Just replacing the one part of the staff will obviously tip of the others, because they will know they aren't a chatbot. As long as it's all bots on bots then then only the worst screw ups will be caught by outsiders, at which point the smart move is to have a whole set of regulator bots with simple logic that causes them to rule in favor of whoever complained, issue a generous settlement that makes up less than 1/10 of 1% of the take and comes with a gag order clause to shut them up with no admission of wrong doing.
Probably take a couple decades before the wheels fell off.
"they jumped through a huge number of hoops to force it out"
Not sure that matters. At least not in the US. Providing a way -- however devious -- to bypass IP protections that doesn't fall under exceptions like fair use is, I'm pretty sure, illegal and actionable. Might be different elsewhere. Caveat: I am Not A Lawyer (And wouldn't want to be).
It doesn't matter how many hoops I jump through.

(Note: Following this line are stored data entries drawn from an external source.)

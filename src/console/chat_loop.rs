use anyhow::Result;
use tokio::io::{AsyncBufRead, AsyncBufReadExt};

use super::presenter::{Notice, Presenter};
use crate::constants::{DISCLAIMER, SHOW_CONSTITUTION_HINT};
use crate::models::MessageRole;
use crate::session::{Session, SessionController};

/// One line of terminal input, as an event for the controller
#[derive(Debug, Clone, PartialEq, Eq)]
pub enum Command {
    SelectJurisdiction(String),
    ListJurisdictions,
    Clear,
    History,
    Help,
    Quit,
    Ask(String),
    Empty,
    Unknown(String),
}

impl Command {
    pub fn parse(line: &str) -> Self {
        let line = line.trim();
        if line.is_empty() {
            return Command::Empty;
        }
        if !line.starts_with('/') {
            return Command::Ask(line.to_string());
        }

        let mut parts = line.splitn(2, char::is_whitespace);
        let name = parts.next().unwrap_or_default();
        let arg = parts.next().map(str::trim).unwrap_or_default();

        match name {
            "/jurisdiction" | "/j" if !arg.is_empty() => Command::SelectJurisdiction(arg.to_string()),
            "/jurisdiction" | "/j" | "/jurisdictions" => Command::ListJurisdictions,
            "/clear" => Command::Clear,
            "/history" => Command::History,
            "/help" | "/?" => Command::Help,
            "/quit" | "/exit" | "/q" => Command::Quit,
            other => Command::Unknown(other.to_string()),
        }
    }
}

const HELP: &str = "Commands:
  /jurisdiction <id>   switch jurisdiction (starts a new conversation)
  /jurisdictions       list supported jurisdictions
  /clear               clear the conversation history
  /history             show the conversation so far
  /quit                leave
Anything else is sent to the assistant.";

/// Interactive session over a line-based input
pub struct ChatLoop<'a, P: Presenter> {
    controller: &'a SessionController,
    session: Session,
    presenter: P,
}

impl<'a, P: Presenter> ChatLoop<'a, P> {
    pub fn new(controller: &'a SessionController, session: Session, presenter: P) -> Self {
        Self {
            controller,
            session,
            presenter,
        }
    }

    pub fn session(&self) -> &Session {
        &self.session
    }

    pub fn presenter(&self) -> &P {
        &self.presenter
    }

    /// Show the banner for the current jurisdiction, reseeding if needed
    pub fn start(&mut self) {
        let name = self
            .controller
            .registry()
            .display_name(self.session.jurisdiction())
            .to_string();
        self.presenter.show_title(&format!("AI Lawyer ({})", name));
        self.presenter.show_notice(&Notice::Info(DISCLAIMER.to_string()));
        self.presenter
            .show_notice(&Notice::Info(SHOW_CONSTITUTION_HINT.to_string()));
        self.refresh();
    }

    /// Seed if the marker is stale, then redraw the visible conversation
    fn refresh(&mut self) {
        if let Some(outcome) = self.controller.ensure_seeded(&mut self.session) {
            if let Some(notice) = Notice::from_seed(&outcome) {
                self.presenter.show_notice(&notice);
            }
        }
        self.controller.render(&self.session, &mut self.presenter);
    }

    /// Handle one line of input. Returns false when the user wants to leave.
    pub async fn handle_line(&mut self, line: &str) -> bool {
        match Command::parse(line) {
            Command::Empty => {}
            Command::Quit => return false,
            Command::Help => self.presenter.show_notice(&Notice::Info(HELP.to_string())),
            Command::History => self.controller.render(&self.session, &mut self.presenter),
            Command::ListJurisdictions => self.list_jurisdictions(),
            Command::Clear => {
                let confirmation = self.controller.clear_conversation(&mut self.session);
                self.presenter.show_notice(&Notice::Success(confirmation));
                // Reseed right away so the next question already has context
                self.refresh();
            }
            Command::SelectJurisdiction(id) => {
                match self.controller.select_jurisdiction(&mut self.session, &id) {
                    Ok(true) => self.start(),
                    Ok(false) => {}
                    Err(e) => self.presenter.show_notice(&Notice::Error(e.to_string())),
                }
            }
            Command::Unknown(name) => self.presenter.show_notice(&Notice::Warning(format!(
                "Unknown command '{}'. Type /help for the list.",
                name
            ))),
            Command::Ask(prompt) => self.ask(&prompt).await,
        }
        true
    }

    async fn ask(&mut self, prompt: &str) {
        self.presenter.show_message(MessageRole::User, prompt);
        self.presenter.show_status("Researching...");

        match self.controller.handle_turn(&mut self.session, prompt).await {
            Ok(turn) => {
                if let Some(notice) = turn.seed.as_ref().and_then(Notice::from_seed) {
                    self.presenter.show_notice(&notice);
                }
                self.presenter.show_message(MessageRole::Assistant, &turn.reply);
            }
            Err(e) => self.presenter.show_notice(&Notice::Error(e.to_string())),
        }
    }

    fn list_jurisdictions(&mut self) {
        let current = self.session.jurisdiction().to_string();
        let lines: Vec<String> = self
            .controller
            .registry()
            .iter()
            .map(|j| {
                let marker = if j.id == current { "*" } else { " " };
                format!("{} {:<6} {}", marker, j.id, j.name)
            })
            .collect();
        self.presenter.show_notice(&Notice::Info(lines.join("\n")));
    }

    /// Read lines until EOF or /quit
    pub async fn run<R: AsyncBufRead + Unpin>(&mut self, input: R) -> Result<()> {
        self.start();

        let mut lines = input.lines();
        loop {
            let name = self
                .controller
                .registry()
                .display_name(self.session.jurisdiction())
                .to_string();
            self.presenter.show_prompt(&format!("Ask about {} law...", name));

            let Some(line) = lines.next_line().await? else {
                break;
            };
            if !self.handle_line(&line).await {
                break;
            }
        }

        Ok(())
    }
}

If I find that a certain set of queries to OpenAI's servers gives me the source code to GPT, that does not make it my source code. I had to jump through a lot of hoops to retrieve it, but my willingness to take that action does not change the legal situation I'm in. The law considers the results and the intent, not the bit in the middle. Taking the code or the articles without permission is illegal. The only reason why getting the quotations is necessary is that OpenAI would, without them, be willing to lie that they were not in the training data. This action does not create or cancel the crime. It only provides evidence of it.